Originally intended to show the presidents from head to waist, the work had to be stopped due to lack of funding after the original sculptor, Gutzon Borglum, died in 1941. Nevertheless the 60-foot presidential heads at Mount Rushmore’s still attract millions of visitors every year and is one of the country’s most iconic symbols.
4. Guan Yu Statue
Guan Yu is one of the most revered figures in Chinese history. Known for his great loyalty and righteousness, but also for his skill in battle and his prowess as a martial artist, he has been worshipped as an almost mythical figure since his death almost 1,800 years ago.

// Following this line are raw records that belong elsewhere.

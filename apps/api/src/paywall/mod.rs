//! Paywall Gate — per-document unlock state and the payment flow that flips it.
//!
//! Unlock is monotonic: nothing in this module (or anywhere else) ever moves
//! a document or a stored record from paid back to locked.

use std::fmt;

use serde::{Deserialize, Serialize};
use tracing::{info, warn};

use crate::errors::AppError;
use crate::pipeline::session::{PaymentStart, SessionView};
use crate::pipeline::sessions::SessionHandle;
use crate::store::RecordStore;

pub mod handlers;
pub mod processor;

pub use processor::{ChargeRequest, PaymentProcessor, SimulatedProcessor};

/// Price of unlocking one optimized document, in `CURRENCY`.
pub const PRICE: u32 = 39;
pub const CURRENCY: &str = "SAR";

#[derive(Debug, Clone, Copy, Default, PartialEq, Eq, Serialize)]
#[serde(rename_all = "lowercase")]
pub enum PaymentStep {
    #[default]
    Details,
    Processing,
    Success,
}

/// Whether new documents start locked.
#[derive(Debug, Clone, Copy)]
pub struct PaywallPolicy {
    pub enabled: bool,
}

impl PaywallPolicy {
    pub fn is_unlocked(self, is_paid: bool) -> bool {
        is_paid || !self.enabled
    }

    /// Paid flag for a freshly created record.
    pub fn initial_paid(self) -> bool {
        !self.enabled
    }
}

#[derive(Clone, Deserialize)]
pub struct CardDetails {
    pub card_number: String,
    pub expiry: String,
    pub cvv: String,
    pub name: String,
}

impl CardDetails {
    /// All four fields must be filled in; nothing beyond that is checked.
    pub fn validate(&self) -> Result<(), AppError> {
        let fields = [
            ("card_number", &self.card_number),
            ("expiry", &self.expiry),
            ("cvv", &self.cvv),
            ("name", &self.name),
        ];
        for (field, value) in fields {
            if value.trim().is_empty() {
                return Err(AppError::Validation(format!("{field} is required")));
            }
        }
        Ok(())
    }

    pub fn digits(&self) -> String {
        self.card_number.chars().filter(char::is_ascii_digit).collect()
    }
}

// Card data never reaches the logs.
impl fmt::Debug for CardDetails {
    fn fmt(&self, f: &mut fmt::Formatter<'_>) -> fmt::Result {
        let digits = self.digits();
        let last4 = &digits[digits.len().saturating_sub(4)..];
        f.debug_struct("CardDetails")
            .field("card_number", &format!("****{last4}"))
            .field("name", &self.name)
            .finish_non_exhaustive()
    }
}

/// Runs a charge for the session's document and unlocks it on success.
///
/// The session lock is released while the processor and the store are awaited.
/// The pending charge keeps the session busy until it settles or fails, so the
/// document it was started for is the one that gets unlocked and marked paid.
pub async fn confirm_payment(
    processor: &dyn PaymentProcessor,
    store: &dyn RecordStore,
    handle: &SessionHandle,
    card: CardDetails,
) -> Result<SessionView, AppError> {
    card.validate()?;

    let (ticket, record_id, request) = {
        let mut session = handle.lock().await;
        match session.begin_payment()? {
            PaymentStart::AlreadyUnlocked => return Ok(session.view()),
            PaymentStart::Started {
                ticket,
                record_id,
                order_number,
            } => (
                ticket,
                record_id,
                ChargeRequest {
                    session_id: session.id(),
                    order_number,
                    amount: PRICE,
                    currency: CURRENCY,
                    card,
                },
            ),
        }
    };

    let charge = match processor.initiate_charge(&request).await {
        Ok(charge) => charge,
        Err(e) => {
            warn!("Charge for session {} failed: {e}", request.session_id);
            handle.lock().await.payment_failed(ticket);
            return Err(AppError::Payment(e.to_string()));
        }
    };

    let receipt = match processor.confirm_charge(&charge).await {
        Ok(receipt) => receipt,
        Err(e) => {
            warn!("Settlement for session {} failed: {e}", request.session_id);
            handle.lock().await.payment_failed(ticket);
            return Err(AppError::Payment(e.to_string()));
        }
    };

    let view = {
        let mut session = handle.lock().await;
        if let Err(e) = session.payment_settled(ticket) {
            warn!("Session {} changed before settlement: {e}", request.session_id);
        }
        session.view()
    };
    info!(
        "Session {} unlocked (charge {} settled at {})",
        request.session_id, receipt.charge_id, receipt.settled_at
    );

    if let Some(id) = record_id {
        if let Err(e) = store.mark_paid(id).await {
            warn!("Could not persist paid flag for {id}: {e}");
        }
    }
    Ok(view)
}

This huge, 262-foot, bronze statue completed in 2010 in the town of Yuncheng (Shanxi province) is just one of the many monuments the Chinese have dedicated to their hero – but it’s certainly one of the most impressive.
3. Spring Temple Buddha
Located in Henan province, in the very heart of China, the Spring Temple Buddha is a truly breathtaking sight.
Completed in September 2008, the colossal statue is 420 feet tall (including the lotus pedestal), making it the highest monument of its kind in the world. Deriving its name from the nearby Tianrui hot spring (known for its curative properties), the Buddha overlooks the surroundings from atop a hill, which makes it even more imposing,
2. Gizah Complex
By far the oldest set of monuments on our list, but even today the most impressive – the pyramids were farther back in time from Cleopatra than Cleopatra is from us, which gives you a sense of how remarkable the achievement of building them actually was for the ancient Egyptians.
The complex at Gizah comprises three huge pyramids, built by the pharaohs Khufu, Khafre, and Menkaure, as well as the intriguing Sphynx. The most impressive of all is the Great Pyramid of Khufu, one of the Seven Wonders of the Ancient World (the only one still standing), which was the tallest structure in the world for almost four millennia.
1. Taj Mahal
Taj Mahal (Crown of Palaces) was built by Mughal emperor Shah Jahan in the first half of the 17th century as a tomb for his wife, Mumtaz Mahal. It is an entire complex created by the grieving ruler, comprising gardens and a eflective pool, in addition to a number of smaller mausoleums.
The highlight, however, is the spectacular dome marble mausoleum, with a minaret corresponding to each corner, a monument which, nowadays, is perhaps India’s most famous symbol.